Maths un peu

mona-equation

Purée de ta mère ! Un bruit d’enfer se dégage de ma bagnole au niveau des roues. Arrêt chez le garagiste qui sans hésiter diagnostique un problème de cardan. Quèsaco, lui lançais-je ? Avec la rapidité de l’éclair, il me jette à la face : le joint de cardan, dénommé abusivement cardan permet au moteur de transmettre l’énergie aux roues, indépendamment des oscillations que subissent ces roues du fait des inégalités de la chaussée.

C’est pas plus clair pour moi, mais ça en bouche un coin. Désarçonnée mais pas battue, je lui demande : et pourquoi cardan ? S’essuyant les pognes dans un tissu maculé de graisse, de sueur et de cambouis… il me regarde comme si je lui demandais de pondre un œuf. Sa maïs vissée sur les babines, il a le regard aussi vitreux que la pyramide du Louvre. Après un silence long comme un hiver sibérien, il finit par lâcher : on a toujours dit cardan, ma p’tite dame, un point c’est tout. Alors vous me la laissez votre chignole ?

Rentrée à pinces at home, je me jette sur l’ordi pour chercher tout ce qui se dit sur le cardan.

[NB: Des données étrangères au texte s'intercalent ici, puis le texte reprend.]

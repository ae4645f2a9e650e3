// Generation engine: plans a run, drives the write loop on a blocking worker,
// and publishes progress snapshots (broadcast for push, `latest()` for polling).

use std::path::Path;
use std::sync::{Arc, Mutex, MutexGuard};
use std::time::Instant;
use tokio::sync::broadcast;
use tokio::task::JoinHandle;

use crate::cancel::CancellationToken;
use crate::disk_repo::FreeSpaceProbe;
use crate::error::GenerationError;
use crate::models::{RunProgress, RunRequest, RunState};
use crate::namer;
use crate::planner::{self, GenerationPlan};
use crate::random_source::{RandomByteSource, ThreadRngSource};
use crate::writer::{self, DEFAULT_CHUNK_SIZE_BYTES, WriteOutcome};

/// Engine lifecycle; a terminal state lasts until the next `start`.
#[derive(Debug, Clone, Copy, PartialEq, Eq)]
pub enum EngineState {
    Idle,
    Running,
    Completed,
    Cancelled,
    Failed,
}

impl From<RunState> for EngineState {
    fn from(state: RunState) -> Self {
        match state {
            RunState::Running => EngineState::Running,
            RunState::Completed => EngineState::Completed,
            RunState::Cancelled => EngineState::Cancelled,
            RunState::Failed => EngineState::Failed,
        }
    }
}

#[derive(Debug, Clone)]
pub struct EngineConfig {
    pub chunk_size_bytes: u64,
    /// Snapshots buffered per subscriber; slow subscribers lag and skip ahead.
    pub broadcast_capacity: usize,
}

impl Default for EngineConfig {
    fn default() -> Self {
        Self {
            chunk_size_bytes: DEFAULT_CHUNK_SIZE_BYTES,
            broadcast_capacity: 64,
        }
    }
}

/// Seconds left at the average rate observed so far. `None` until something was written.
pub fn estimate_remaining_seconds(bytes_written: u64, bytes_goal: u64, elapsed_seconds: f64) -> Option<f64> {
    if bytes_written == 0 || elapsed_seconds <= 0.0 {
        return None;
    }
    let bytes_per_second = bytes_written as f64 / elapsed_seconds;
    Some(bytes_goal.saturating_sub(bytes_written) as f64 / bytes_per_second)
}

/// Everything one run needs; borrowed so tests can drive it without a runtime.
pub struct RunContext<'a> {
    pub request: &'a RunRequest,
    pub plan: GenerationPlan,
    pub chunk_size_bytes: u64,
    pub probe: &'a dyn FreeSpaceProbe,
    pub source: &'a mut dyn RandomByteSource,
    pub cancel: &'a CancellationToken,
}

struct Tracker {
    started: Instant,
    plan: GenerationPlan,
    files_completed: u64,
    bytes_written: u64,
    free_bytes: u64,
}

impl Tracker {
    fn snapshot(&self, state: RunState, error: Option<String>) -> RunProgress {
        let elapsed_seconds = self.started.elapsed().as_secs_f64();
        RunProgress {
            files_completed: self.files_completed,
            files_target: self.plan.files_target,
            total_bytes_written: self.bytes_written,
            total_bytes_goal: self.plan.total_bytes_goal,
            elapsed_seconds,
            estimated_remaining_seconds: estimate_remaining_seconds(
                self.bytes_written,
                self.plan.total_bytes_goal,
                elapsed_seconds,
            ),
            current_free_space_bytes: self.free_bytes,
            state,
            error,
        }
    }
}

/// Runs the write loop to a terminal state on the calling thread.
///
/// `publish` sees a `Running` snapshot after every chunk and every finished file, then
/// exactly one terminal snapshot, which is also returned.
pub fn run_blocking(ctx: RunContext<'_>, mut publish: impl FnMut(RunProgress)) -> RunProgress {
    let RunContext {
        request,
        plan,
        chunk_size_bytes,
        probe,
        source,
        cancel,
    } = ctx;
    let dir = request.target_directory.as_path();

    let mut tracker = Tracker {
        started: Instant::now(),
        plan,
        files_completed: 0,
        bytes_written: 0,
        free_bytes: probe.free_bytes(dir),
    };

    let run_span = tracing::span!(
        tracing::Level::DEBUG,
        "run",
        dir = %dir.display(),
        mode = ?plan.mode
    );
    let _enter = run_span.enter();

    let outcome = write_files(
        dir,
        chunk_size_bytes,
        probe,
        source,
        cancel,
        &mut tracker,
        &mut publish,
    );

    // Final probe so the last snapshot never carries stale free space.
    tracker.free_bytes = probe.free_bytes(dir);
    let last = match outcome {
        Ok(state) => tracker.snapshot(state, None),
        Err(e) => {
            tracing::warn!(error = %e, operation = "generate", "run failed");
            tracker.snapshot(RunState::Failed, Some(e.to_string()))
        }
    };
    tracing::info!(
        state = ?last.state,
        files = last.files_completed,
        bytes = last.total_bytes_written,
        elapsed_secs = last.elapsed_seconds,
        "run finished"
    );
    publish(last.clone());
    last
}

fn write_files(
    dir: &Path,
    chunk_size_bytes: u64,
    probe: &dyn FreeSpaceProbe,
    source: &mut dyn RandomByteSource,
    cancel: &CancellationToken,
    tracker: &mut Tracker,
    publish: &mut impl FnMut(RunProgress),
) -> Result<RunState, GenerationError> {
    let mut index = namer::find_start_index(dir)?;
    tracing::debug!(start_index = index, "resolved start index");

    loop {
        if !planner::should_continue(
            tracker.free_bytes,
            tracker.files_completed,
            tracker.plan.files_target,
        ) {
            return Ok(RunState::Completed);
        }
        if cancel.is_cancelled() {
            return Ok(RunState::Cancelled);
        }
        let file_size = tracker.plan.next_file_size(tracker.bytes_written, tracker.free_bytes);
        if file_size == 0 {
            return Ok(RunState::Completed);
        }

        let (name, next_index) = namer::next_available_name(dir, index)?;
        let path = dir.join(&name);
        tracing::debug!(file = %name, bytes = file_size, "writing file");

        let outcome = writer::write_file(&path, file_size, chunk_size_bytes, source, cancel, |n| {
            tracker.bytes_written += n;
            tracker.free_bytes = probe.free_bytes(dir);
            publish(tracker.snapshot(RunState::Running, None));
        });
        match outcome {
            WriteOutcome::Completed => {
                tracker.files_completed += 1;
                index = next_index;
                publish(tracker.snapshot(RunState::Running, None));
            }
            WriteOutcome::Cancelled => return Ok(RunState::Cancelled),
            WriteOutcome::Failed(e) => return Err(e),
        }
    }
}

struct Shared {
    state: Mutex<EngineState>,
    latest: Mutex<Option<RunProgress>>,
    active: Mutex<Option<CancellationToken>>,
}

fn lock<T>(m: &Mutex<T>) -> MutexGuard<'_, T> {
    m.lock().unwrap_or_else(|poisoned| poisoned.into_inner())
}

impl Shared {
    fn publish(&self, tx: &broadcast::Sender<RunProgress>, snapshot: RunProgress) {
        if snapshot.state.is_terminal() {
            *lock(&self.state) = snapshot.state.into();
        }
        *lock(&self.latest) = Some(snapshot.clone());
        if tx.send(snapshot).is_err() {
            tracing::trace!(operation = "broadcast_progress", "no progress subscribers");
        }
    }
}

/// Releases the run slot when the worker exits. A run that died without a terminal
/// snapshot (panic) is published as failed so subscribers waiting for the end wake up.
struct RunGuard {
    shared: Arc<Shared>,
    tx: broadcast::Sender<RunProgress>,
}

impl Drop for RunGuard {
    fn drop(&mut self) {
        let died = *lock(&self.shared.state) == EngineState::Running;
        *lock(&self.shared.active) = None;
        if !died {
            return;
        }

        tracing::error!(operation = "generate", "generation worker panicked");
        let last = lock(&self.shared.latest).clone();
        match last {
            Some(mut last) => {
                last.state = RunState::Failed;
                last.estimated_remaining_seconds = None;
                last.error = Some(WORKER_PANICKED.into());
                self.shared.publish(&self.tx, last);
            }
            None => *lock(&self.shared.state) = EngineState::Failed,
        }
    }
}

const WORKER_PANICKED: &str = "generation worker panicked";

pub struct GenerationEngine {
    probe: Arc<dyn FreeSpaceProbe>,
    config: EngineConfig,
    tx: broadcast::Sender<RunProgress>,
    shared: Arc<Shared>,
}

impl GenerationEngine {
    pub fn new(probe: Arc<dyn FreeSpaceProbe>, config: EngineConfig) -> Self {
        let (tx, _) = broadcast::channel(config.broadcast_capacity.max(1));
        Self {
            probe,
            config,
            tx,
            shared: Arc::new(Shared {
                state: Mutex::new(EngineState::Idle),
                latest: Mutex::new(None),
                active: Mutex::new(None),
            }),
        }
    }

    pub fn subscribe(&self) -> broadcast::Receiver<RunProgress> {
        self.tx.subscribe()
    }

    pub fn latest(&self) -> Option<RunProgress> {
        lock(&self.shared.latest).clone()
    }

    pub fn state(&self) -> EngineState {
        *lock(&self.shared.state)
    }

    /// Requests cancellation of the active run; the worker stops at the next chunk boundary.
    pub fn cancel(&self) {
        if let Some(token) = lock(&self.shared.active).as_ref() {
            tracing::info!("cancellation requested");
            token.cancel();
        }
    }

    /// Validates and plans `request`, then runs it on a blocking worker.
    ///
    /// Planning performs one blocking free-space query on the caller's thread, outside
    /// the run slot lock, so `cancel()` and `state()` never wait on it. Rejections (bad
    /// request, nothing to write, run already active) leave the engine untouched. Must be
    /// called from within a tokio runtime.
    pub fn start(&self, request: RunRequest) -> Result<RunHandle, GenerationError> {
        request.validate()?;
        if self.config.chunk_size_bytes == 0 {
            return Err(GenerationError::Validation(
                "chunk size must be greater than 0 bytes".into(),
            ));
        }
        let runtime = tokio::runtime::Handle::try_current()
            .map_err(|e| GenerationError::Runtime(e.to_string()))?;

        let initial_free = self.probe.free_bytes(&request.target_directory);
        let plan = planner::plan(&request, initial_free)?;

        let mut active = lock(&self.shared.active);
        if active.is_some() {
            return Err(GenerationError::AlreadyRunning);
        }
        let token = CancellationToken::new();
        *active = Some(token.clone());
        drop(active);
        *lock(&self.shared.state) = EngineState::Running;

        tracing::info!(
            dir = %request.target_directory.display(),
            mode = ?plan.mode,
            files_target = plan.files_target,
            bytes_goal = plan.total_bytes_goal,
            free_bytes = initial_free,
            "generation started"
        );
        self.shared.publish(
            &self.tx,
            RunProgress {
                files_completed: 0,
                files_target: plan.files_target,
                total_bytes_written: 0,
                total_bytes_goal: plan.total_bytes_goal,
                elapsed_seconds: 0.0,
                estimated_remaining_seconds: None,
                current_free_space_bytes: initial_free,
                state: RunState::Running,
                error: None,
            },
        );

        let probe = self.probe.clone();
        let chunk_size_bytes = self.config.chunk_size_bytes;
        let tx = self.tx.clone();
        let shared = self.shared.clone();
        let worker_token = token.clone();
        let task = runtime.spawn_blocking(move || {
            let _guard = RunGuard {
                shared: shared.clone(),
                tx: tx.clone(),
            };
            let mut source = ThreadRngSource;
            run_blocking(
                RunContext {
                    request: &request,
                    plan,
                    chunk_size_bytes,
                    probe: probe.as_ref(),
                    source: &mut source,
                    cancel: &worker_token,
                },
                |snapshot| shared.publish(&tx, snapshot),
            )
        });

        Ok(RunHandle { token, task })
    }
}

/// Handle to a started run.
pub struct RunHandle {
    token: CancellationToken,
    task: JoinHandle<RunProgress>,
}

impl RunHandle {
    pub fn cancel(&self) {
        self.token.cancel();
    }

    pub fn is_finished(&self) -> bool {
        self.task.is_finished()
    }

    /// Waits for the worker and returns the terminal snapshot.
    pub async fn join(self) -> Result<RunProgress, GenerationError> {
        self.task
            .await
            .map_err(|e| GenerationError::Runtime(e.to_string()))
    }
}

Illico, la toile me révèle que c’est le blaze d’un mathématicien Italien de la Renaissance : Girolamo Cardano. En plus, le rital, il était médecin, philosophe, astrologue. Et dans le genre savant touche à tout, il a rien à envier à Léonard de Vinci. Plus de deux cents ouvrages scientifiques au compteur, ça oblige au respect. Entre autres, Girolamo il a résolu les équations du troisième et quatrième degré. Il fut pionnier dans le domaine de la statistique et des probabilités. Il a établi le rapport entre la densité de l’air et celle de l’eau. En médecine, il élabora nombre d’onguents pour soulager la douleur et les infections.

Par contre, la vie du Macaroni, c’est pas la joie. Fils illégitime d’un jurisconsulte, sa mère lui répète qu’elle s’était faite tricoter le moujingue et que s’il était là, c’était pas voulu. Et pour appuyer son discours, elle lui flanque des baignes à lui faire cracher son dentier. Malgré tout, le petiot poursuit de brillantes études. Il se marida sur les 31 balais ; après douze ans, sa femme le rend veuf avec deux marmots à élever. L’ainé empoisonne son épouse et est exécuté. Son second fils le cambriole puis le dénonce à l’Inquisition. Avouez que ça fait beaucoup pour un seul homme.

Mais revenons sur ce second fils, Aldo. Pourquoi a-t-il volé son paternel ? Pour effacer des dettes de jeux. Il faut dire que Girolamo, il lui a passé le virus. Dans sa jeunesse, grâce à ses travaux sur les probabilités, il devient un redoutable joueur. Mais Aldo, c’était pas une lumière !

Quant à son arrestation sur dénonciation du fiston, c’est dû à sa passion pour l’astrologie. Et le bougre, il a voulu reconstituer l’horoscope du Christ et voulu démontrer que la mort de Jésus était due à la conjonction de deux planètes. Et l’inquisiteur, il rigole pas avec ces choses là. Cardano est condamné à une forte amende et jeté en prison. Radié de la fac et de revenus, il abjure pour retrouver la liberté.

Il finit sa vie à Rome et perçoit une pension du Pape. Le 21 septembre 1576, âgé de 75 ans, il meurt. De nombreux contemporains affirment que Cardano avait annoncé sa mort au jour exact. Comme une revanche d’astrologue. Mais des historiens sont persuadés qu’il s’est suicidé pour accomplir sa prédiction.

Autant vous dire que le garagiste, je ne lui ai parlé de Girolamo. Par contre, j’avais pas prévu que la réparation me couterait un bras. Bonne mère, le joint de Cardano, c’est cher.

Mona joint la culture à la mécanique.